Vivek K wrote:People take this attitude of - buy 2 more squadrons and be done with it. What is the rationale behind 2 additional squadrons? Is that a comfort number? Or is IAF short of 2 squadrons of this particular type? Or it is the number needed to counter a specific number of enemy squadrons arrayed against us?
You answered your own question - on the validity of two additional Rafale squadrons. This is your own post (which is the third one from top, in this very page of this thread) which I am reproducing here...
Vivek K wrote:I50 Mirages would have kept Rafales out. The Rafale fleet therefore plus the M2K fleet size should be that much to counter two hostile neighbors. So another 36 Rafales should be purchased ASAP and delivered quickly. This would allow time for the Mk2 and AMCA to develop and mature without loss of capability. LCA Mk2 can definitely replace the Jag + Mig -27 fleets. IAF should be looking to grow to 45 squadrons. LCA can help with that enhancement.
Another two squadrons is not a comfort number, but rather to capitalize on the investment made on the first 36. That investment is primarily in the infrastructure that is set up at Ambala and Hasimara that can house two squadrons each of the Rafale. Then there is the investment made in the simulators, tools, etc. As per the IAF, they are short of 6 - 7 squadrons of MRFA/MMRCA, but an additional two - at this stage - will help. But you put it best - time for the Mk2 and AMCA to develop and mature without loss of capability.
Vivek K wrote:Realize this, a new order will mean first deliveries at least 3 years from the contract signing and perhaps total deliveries in 3 years from that date. Is that schedule optimal for national security? Can alternatives be available earlier?
Increased deliveries can come, but the Govt will have to pay for the increased delivery schedule.
There is no point in yet another "phoren" 4th generation fighter with the purchase of Rafale. So anything with a new OEM will take longer than three years. This is our MoD after all. Buying additional Rafales will take three years at minimum, because the infrastructure is already set up. So nothing to re-invent. Thus any phoren fighter will take a minimum of three years.
The only other alternative will be a local fighter i.e. Tejas. But the same scenario exists here as well, as with the recent order of 83 Tejas Mk1As. The first batch of fighters will arrive only by early 2024, as the deal was signed on 03 Feb 2021. Again, the three year timeframe stands. That is largely an industry standard. That timeframe can be reduced, but not at this stage. All the Tier 2 and Tier 3 suppliers have to start their manufacturing processes for the Tier 1 integrator to do its job.
The 21 MiG-29s on offer will also take three years for delivery. The 12 Su-30MKIs - also in negotiation - are attrition replacements, but I am unsure how long that will take to arrive. The GOI does not have the money or the political will to purchase 114 phoren fighters. At this stage, another two squadrons of Rafale + 83 Tejas Mk1A + 21 MiG-29s is best and should give the IAF *some* breathing room to reassess the falling squadron strength. Improved serviceability of the present combat fleet is also vital in keeping the numbers up.
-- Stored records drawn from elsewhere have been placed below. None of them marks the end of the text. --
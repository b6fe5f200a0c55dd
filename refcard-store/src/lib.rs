//! Persistence for mapping profiles and saved schedules.
//!
//! Everything is stored as opaque key -> JSON documents behind
//! [`KeyValueStore`], with an in-memory implementation and a SQLite one
//! (via rusqlite with the bundled feature).

pub mod error;
pub mod kv;
pub mod schema;
pub mod sqlite;
pub mod typed;

pub use error::StoreError;
pub use kv::{KeyValueStore, MemoryStore};
pub use schema::{SchemaError, open_database, open_memory};
pub use sqlite::SqliteStore;
pub use typed::{MAPPING_PREFIX, MappingStore, SCHEDULE_PREFIX, ScheduleStore};
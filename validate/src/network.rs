use netguard_pg_backend_core::{Error, NetworkBinding, Result, ResourceIdentifier};
use netguard_pg_backend_store::{
    AddressGroupReader, NetworkBindingReader, NetworkReader, Scope,
};
use tracing::instrument;

pub struct NetworkValidator;

impl NetworkValidator {
    /// Safe-delete rule generalized to `Network`: refuse while any
    /// `NetworkBinding` references it.
    #[instrument(skip(bindings))]
    pub async fn check_dependencies<B>(id: &ResourceIdentifier, bindings: &B) -> Result<()>
    where
        B: NetworkBindingReader,
    {
        let mut dependents = Vec::new();
        bindings
            .list(&Scope::Empty, &mut |b| {
                if b.network_ref.name == id.name {
                    dependents.push(b.id.0.clone());
                }
                Ok(())
            })
            .await?;

        if !dependents.is_empty() {
            return Err(Error::DependencyExists {
                kind: "Network",
                id: id.clone(),
                dependents,
            });
        }
        Ok(())
    }
}

pub struct NetworkBindingValidator;

impl NetworkBindingValidator {
    #[instrument(skip(networks, groups, binding), fields(binding = %binding.id))]
    pub async fn validate_references<N, G>(
        networks: &N,
        groups: &G,
        binding: &NetworkBinding,
    ) -> Result<()>
    where
        N: NetworkReader,
        G: AddressGroupReader,
    {
        let network_id = ResourceIdentifier::global(binding.network_ref.name.clone());
        networks
            .get_by_id(&network_id)
            .await
            .map_err(|_| Error::ReferenceInvalid {
                kind: "NetworkBinding",
                id: binding.id.0.clone(),
                ref_kind: "Network",
                ref_id: network_id,
                reason: "network does not exist".to_string(),
            })?;

        let ag_id = ResourceIdentifier::global(binding.address_group_ref.name.clone());
        groups
            .get_by_id(&ag_id)
            .await
            .map_err(|_| Error::ReferenceInvalid {
                kind: "NetworkBinding",
                id: binding.id.0.clone(),
                ref_kind: "AddressGroup",
                ref_id: ag_id,
                reason: "address group does not exist".to_string(),
            })?;

        Ok(())
    }
}
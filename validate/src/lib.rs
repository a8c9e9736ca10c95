#![deny(rust_2018_idioms)]
#![forbid(unsafe_code)]

//! Per-kind dependency validators: existence, reference integrity,
//! namespace scoping, uniqueness, and safe-deletion checks run before a
//! resource service persists a mutation.

mod address_group;
mod binding;
mod network;
mod port_conflict;
mod rule_s2s;
mod service;
mod service_alias;

pub use address_group::AddressGroupValidator;
pub use binding::AddressGroupBindingValidator;
pub use network::{NetworkBindingValidator, NetworkValidator};
pub use port_conflict::check_cross_service_port_conflict;
pub use rule_s2s::RuleS2SValidator;
pub use service::ServiceValidator;
pub use service_alias::ServiceAliasValidator;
This also gives room for the upcoming Tejas Mk2, which is expected to arrive towards the end of this decade. No new fighter - local or phoren - will come earlier anyway. The 21 MiG-29s will arrive only by the middle of this decade, assuming a deal is signed this year. Same with the 83 Tejas Mk1As. Same with another 36 Rafales. And even longer for another 4th generation fighter. So none of these schedules are optimal for national security. And no alternatives can be made available earlier. This is the reality.
In the midst of all this talk of production and delivery schedule, please do not forget a key component - pilot training. A point that is consistently overlooked - not by you - by many on BRF. So even if all the stars align for India and by some divine miracle, 100+ fighters (local or phoren) arrive in a year or two...it will be pointless if there are no qualified pilots to fly them.
Modern combat aircraft require less focus on the flying component and more on the mastery of the avionics and sensors. Just because pilots are available and can understand the basic laws of flight, that does not mean they can exploit the strength of the platform. One cannot expect Wing Commander Abhinandan Varthaman to fly a Rafale F3R into combat, just because he is qualified to fly a MiG-21 Bison or a Su-30MKI. It does not work that way at all and the IAF is a stickler for rules and safety, as it should be.
There are set syllabus that every pilot, on any platform in service with the IAF, must complete to be fully qualified. And depending on where the pilot is in the training syllabus, he/she can also be deputed to train the new rookies that join the squadron. But training takes time and training a roster of pilots in a squadron takes even longer. There is no magic wand for this. Therefore just adding planes is pointless. Not to mention the CDS is against the idea of doing large purchases, as he recently commented on the MRFA deal and stated staggered purchases are better.